Applying Buddhist principles to mode deactivation theory and practice

Swart, Joan
April 2014
International Journal of Behavioral Consultation & Therapy;2014, Vol. 9 Issue 2, p26
Academic Journal
The use of “secular” or ‘”Westernized’” Buddhism concepts and principles is becoming increasingly prevalent in Western psychological theories and therapy approaches. Systems such as Mode Deactivation Therapy (MDT), Acceptance and Commitment Therapy (ACT), Dialectical Behavior Therapy (DBT), and Mindfulness-based Cognitive Therapy (MBCT) incorporate mindfulness practices into the methodology to affect cognitive and emotional processes. However, there remains a need for understanding the mechanisms how emotions are dealt with in Buddhism and whether that knowledge and insight can be fruitfully applied in modern psychology. Already, beyond mindfulness, there are similarities in the Buddhist understanding of the human condition of suffering and psychological efforts to alleviate emotional distress.

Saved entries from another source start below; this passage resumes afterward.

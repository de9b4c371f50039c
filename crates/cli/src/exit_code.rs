//! Exit code definitions for the s3 CLI
//!
//! Scripts depend on these values; changing one is a breaking change.

/// Exit codes for the s3 CLI application.
///
/// These codes follow a consistent convention to allow scripts and automation
/// to handle different error scenarios appropriately.
#[derive(Debug, Clone, Copy, PartialEq, Eq)]
#[repr(i32)]
pub enum ExitCode {
    /// Operation completed successfully
    Success = 0,

    /// General/unspecified error
    GeneralError = 1,

    /// User input error: invalid arguments, malformed address, bad config
    UsageError = 2,

    /// Network or listing error: timeout, connection reset, failed page
    NetworkError = 3,

    /// Authentication or permission failure
    AuthError = 4,

    /// Resource not found: bucket, object or local file does not exist
    NotFound = 5,

    /// Conflict: two jobs targeting the same location
    Conflict = 6,

    /// Some items failed while the rest of the operation completed
    PartialFailure = 8,

    /// Operation was interrupted (e.g., Ctrl+C)
    Interrupted = 130,
}

impl ExitCode {
    /// Convert exit code to i32 for use with std::process::exit
    #[inline]
    pub const fn as_i32(self) -> i32 {
        self as i32
    }

    /// Create exit code from i32 value
    ///
    /// Returns None if the value doesn't correspond to a known exit code.
    pub const fn from_i32(code: i32) -> Option<Self> {
        match code {
            0 => Some(Self::Success),
            1 => Some(Self::GeneralError),
            2 => Some(Self::UsageError),
            3 => Some(Self::NetworkError),
            4 => Some(Self::AuthError),
            5 => Some(Self::NotFound),
            6 => Some(Self::Conflict),
            8 => Some(Self::PartialFailure),
            130 => Some(Self::Interrupted),
            _ => None,
        }
    }

    /// Exit code for an engine error
    pub fn from_error(error: &s3sync_core::Error) -> Self {
        Self::from_i32(error.exit_code()).unwrap_or(Self::GeneralError)
    }

    /// Get a human-readable description of the exit code
    pub const fn description(self) -> &'static str {
        match self {
            Self::Success => "Operation completed successfully",
            Self::GeneralError => "General error",
            Self::UsageError => "Invalid arguments, address or configuration",
            Self::NetworkError => "Network or listing error",
            Self::AuthError => "Authentication or permission failure",
            Self::NotFound => "Resource not found",
            Self::Conflict => "Conflicting operations",
            Self::PartialFailure => "Some items failed",
            Self::Interrupted => "Operation interrupted",
        }
    }
}

impl From<ExitCode> for i32 {
    fn from(code: ExitCode) -> Self {
        code.as_i32()
    }
}

impl std::fmt::Display for ExitCode {
    fn fmt(&self, f: &mut std::fmt::Formatter<'_>) -> std::fmt::Result {
        write!(f, "{} ({})", self.description(), self.as_i32())
    }
}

As such, there is a strong resemblance between the Buddhist idea of uh-attachment and the principle of emotional and cognitive defusion in psychology. Both systems concede that unsatisfactoriness is caused by clinging to a perception of the self, others, and the world that is probably outdated and inaccurate. Often, based on uncontrolled emotions, these perceptions ultimately activate behavior that is unhelpful and inappropriate in the real situation--compared to how it is automatically perceived based on past experiences. In order to examine the compatibility of Buddhist concepts and practices with psychotherapy and specifically Mode Deactivation Therapy (MDT), this article engages the literature and tests that assumption.